*ASSIGNMENT:*
Filter the records, keeping every line that has the string "adapters".

*RECORDS:*
-- Opening Marker --

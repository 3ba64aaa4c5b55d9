//! Token issuance and verification adapters.

mod jwt;

pub use jwt::JwtTokenService;
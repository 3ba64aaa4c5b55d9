//! Stripe payment provider adapter.
//!
//! Implements the `PaymentProvider` trait against the Stripe payment
//! intents API. The clinic collects card deposits only; completion is
//! confirmed client-side with the returned `client_secret`, so no webhook
//! handling lives here.

use async_trait::async_trait;
use secrecy::{ExposeSecret, SecretString};
use serde::Deserialize;

use crate::config::PaymentConfig;
use crate::ports::{PaymentError, PaymentErrorCode, PaymentIntent, PaymentProvider};

/// Stripe API configuration.
#[derive(Clone)]
pub struct StripeConfig {
    /// Stripe secret API key (sk_live_... or sk_test_...).
    api_key: SecretString,

    /// ISO currency code for all intents.
    currency: String,

    /// Base URL for Stripe API (default: https://api.stripe.com).
    api_base_url: String,
}

impl StripeConfig {
    /// Create a new Stripe configuration.
    pub fn new(api_key: impl Into<String>, currency: impl Into<String>) -> Self {
        Self {
            api_key: SecretString::new(api_key.into()),
            currency: currency.into(),
            api_base_url: "https://api.stripe.com".to_string(),
        }
    }

    /// Create configuration from the application's payment section.
    pub fn from_config(config: &PaymentConfig) -> Self {
        Self::new(config.stripe_api_key.clone(), config.currency.clone())
    }

    /// Set a custom API base URL (for testing).
    pub fn with_base_url(mut self, url: impl Into<String>) -> Self {
        self.api_base_url = url.into();
        self
    }
}

/// Stripe payment provider adapter.
pub struct StripePaymentAdapter {
    config: StripeConfig,
    http_client: reqwest::Client,
}

impl StripePaymentAdapter {
    /// Create a new Stripe adapter with the given configuration.
    pub fn new(config: StripeConfig) -> Self {
        Self {
            config,
            http_client: reqwest::Client::new(),
        }
    }
}

/// Subset of Stripe's payment intent response we consume.
#[derive(Debug, Deserialize)]
struct StripePaymentIntent {
    id: String,
    client_secret: String,
}

#[async_trait]
impl PaymentProvider for StripePaymentAdapter {
    async fn create_deposit_intent(
        &self,
        amount_minor: i64,
    ) -> Result<PaymentIntent, PaymentError> {
        let url = format!("{}/v1/payment_intents", self.config.api_base_url);

        let amount = amount_minor.to_string();
        let params = [
            ("amount", amount.as_str()),
            ("currency", self.config.currency.as_str()),
            ("payment_method_types[]", "card"),
        ];

        let response = self
            .http_client
            .post(&url)
            .basic_auth(self.config.api_key.expose_secret(), Option::<&str>::None)
            .form(&params)
            .send()
            .await
            .map_err(|e| PaymentError::network(e.to_string()))?;

        if response.status() == reqwest::StatusCode::UNAUTHORIZED {
            return Err(PaymentError::new(
                PaymentErrorCode::AuthenticationError,
                "Stripe rejected the API key",
            ));
        }

        if !response.status().is_success() {
            let error_text = response.text().await.unwrap_or_default();
            tracing::error!(error = %error_text, "Stripe create_payment_intent failed");
            return Err(PaymentError::new(
                PaymentErrorCode::ProviderError,
                format!("Stripe API error: {}", error_text),
            ));
        }

        let intent: StripePaymentIntent = response.json().await.map_err(|e| {
            PaymentError::new(
                PaymentErrorCode::ProviderError,
                format!("Failed to parse Stripe response: {}", e),
            )
        })?;

        Ok(PaymentIntent {
            id: intent.id,
            client_secret: intent.client_secret,
        })
    }
}

#[cfg(test)]
mod tests {
    use super::*;

    #[test]
    fn config_defaults_to_live_base_url() {
        let config = StripeConfig::new("sk_test_abc", "usd");
        assert_eq!(config.api_base_url, "https://api.stripe.com");
    }

    #[test]
    fn base_url_override_is_applied() {
        let config = StripeConfig::new("sk_test_abc", "usd").with_base_url("http://localhost:9999");
        assert_eq!(config.api_base_url, "http://localhost:9999");
    }

    #[test]
    fn response_subset_deserializes() {
        let intent: StripePaymentIntent = serde_json::from_str(
            r#"{"id":"pi_123","client_secret":"pi_123_secret_x","object":"payment_intent","amount":9900}"#,
        )
        .unwrap();
        assert_eq!(intent.id, "pi_123");
        assert_eq!(intent.client_secret, "pi_123_secret_x");
    }
}
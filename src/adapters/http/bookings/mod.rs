//! Booking endpoints.

pub mod dto;
pub mod handlers;
pub mod routes;

pub use routes::{routes, session_routes};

-- Closing Marker --

*ANSWER FOR THE TASK:*
//! Token issuance and verification adapters.
filename src/adapters/http/bookings/mod.rs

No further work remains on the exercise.